For complex products such as high-speed presses, it is imperative to optimize the dynamic characteristics of their moving components to avoid resonance, thereby ensuring safe and stable operation. Dynamic characteristic optimization of mechanical structures considering multi-source uncertainties remains a challenging task due to the violent confliction among multiple objectives and multiple constraints. In this paper, a novel robust equilibrium optimization method for dynamic characteristics of mechanical structures with hybrid uncertainties is proposed. Firstly, the dynamic robust equilibrium optimization model is established with multi-source uncertainties described as truncated probabilistic variables and interval variables. Subsequently, a novel angular proximity coefficient is defined to assess the constraint feasibility of design vectors. Further, a quantitative metric named the overall robust equilibrium degree (ORED) is proposed to evaluate the overall robustness of all objective and constraint performance indices for feasible design vectors.
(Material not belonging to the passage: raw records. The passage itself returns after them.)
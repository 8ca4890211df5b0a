//! The display loop: a multi-thread scheduler around one screen.
//!
//! Four cooperating workers run after startup: the input reader
//! (draining the screen's event channel), the event coalescer
//! (ordered buffering with optional compression), the request
//! coalescer (deduplicated Draw/Show/Sync/Func/Quit execution), and
//! the main task, which runs on the caller's thread inside [`Display::run`].
//!
//! Cancellation is cooperative: a single `done` channel is closed
//! exactly once and every worker selects on it.

mod display;
mod signal;
mod timer;

pub use display::{Display, DisplayConfig, DisplayHandle, MainFn, ScreenFn};
pub use signal::{Flow, ListenerId, Signal};
pub use timer::TimerId;
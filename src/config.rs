use std::fmt;
use std::time::Duration;

use url::Url;
use zeroize::Zeroizing;

pub const DEFAULT_API_BASE: &str = "https://api.cloud.hashicorp.com";
pub const DEFAULT_APP_NAME: &str = "Demo";
pub const DEFAULT_TIMEOUT_SECS: u64 = 10;

/// API version segment of the Vault Secrets "open app" route.
const SECRETS_API_VERSION: &str = "2023-06-13";

pub struct Config {
    /// HCP organization ID. `None` means secrets are not configured.
    pub org: Option<String>,
    pub project: Option<String>,
    /// Bearer token sent on the open request.
    pub api_key: Option<Zeroizing<String>>,
    /// Vault Secrets app to open. Also prefixes every placeholder.
    /// Set via HCP_APP_NAME env var. Default: "Demo".
    pub app_name: String,
    /// Set via HCP_API_BASE env var. Default: https://api.cloud.hashicorp.com
    pub api_base: Url,
    /// Whole-request timeout for the open call.
    /// Set via HCP_TIMEOUT_SECS env var. Default: 10.
    pub timeout: Duration,
}

impl Config {
    /// Build a config from an arbitrary key lookup.
    /// Empty values are treated the same as missing ones.
    pub fn from_lookup<F>(lookup: F) -> Self
    where
        F: Fn(&str) -> Option<String>,
    {
        let get = |key: &str| lookup(key).filter(|v| !v.is_empty());

        let api_base = match get("HCP_API_BASE") {
            Some(raw) => Url::parse(&raw).unwrap_or_else(|e| {
                tracing::warn!(value = %raw, error = %e, "invalid HCP_API_BASE, using default");
                default_api_base()
            }),
            None => default_api_base(),
        };

        let timeout_secs = match get("HCP_TIMEOUT_SECS") {
            Some(raw) => raw.trim().parse().unwrap_or_else(|_| {
                tracing::warn!(value = %raw, "invalid HCP_TIMEOUT_SECS, using default");
                DEFAULT_TIMEOUT_SECS
            }),
            None => DEFAULT_TIMEOUT_SECS,
        };

        Self {
            org: get("HCP_ORG"),
            project: get("HCP_PROJECT"),
            api_key: get("HCP_API_KEY").map(Zeroizing::new),
            app_name: get("HCP_APP_NAME").unwrap_or_else(|| DEFAULT_APP_NAME.to_string()),
            api_base,
            timeout: Duration::from_secs(timeout_secs),
        }
    }

    /// True when an organization is set; the open request is only made then.
    pub fn is_configured(&self) -> bool {
        self.org.is_some()
    }

    /// Build the "open app secrets" endpoint.
    ///
    /// Each identifier is percent-encoded as a single path segment, so a
    /// stray `/` in an env var cannot reshape the route. A missing project
    /// leaves an empty segment and the API rejects the request.
    pub fn open_url(&self) -> Url {
        let mut url = self.api_base.clone();
        if let Ok(mut segments) = url.path_segments_mut() {
            segments.pop_if_empty().extend([
                "secrets",
                SECRETS_API_VERSION,
                "organizations",
                self.org.as_deref().unwrap_or_default(),
                "projects",
                self.project.as_deref().unwrap_or_default(),
                "apps",
                self.app_name.as_str(),
                "open",
            ]);
        }
        url
    }
}

impl fmt::Debug for Config {
    fn fmt(&self, f: &mut fmt::Formatter<'_>) -> fmt::Result {
        f.debug_struct("Config")
            .field("org", &self.org)
            .field("project", &self.project)
            .field("api_key", &self.api_key.as_ref().map(|_| "<redacted>"))
            .field("app_name", &self.app_name)
            .field("api_base", &self.api_base.as_str())
            .field("timeout", &self.timeout)
            .finish()
    }
}

fn default_api_base() -> Url {
    Url::parse(DEFAULT_API_BASE).expect("default API base is a valid URL")
}

/// Load configuration from the process environment (and `.env`, if present).
pub fn load() -> Config {
    dotenvy::dotenv().ok();
    from_env()
}

/// Read configuration from the process environment only.
pub fn from_env() -> Config {
    Config::from_lookup(|key| std::env::var(key).ok())
}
On this basis, all the feasible design vectors are directly ranked according to their OREDs, thereby achieving the optimal design of mechanical structures. The robust equilibrium optimization is realized by integrating Kriging models, Monte Carlo simulation (MCS) and nested genetic algorithm (GA). The effectiveness and feasibility of the proposed method are demonstrated through a numerical example and two engineering case studies involving a high-speed press slider and an unmanned aerial vehicle (UAV).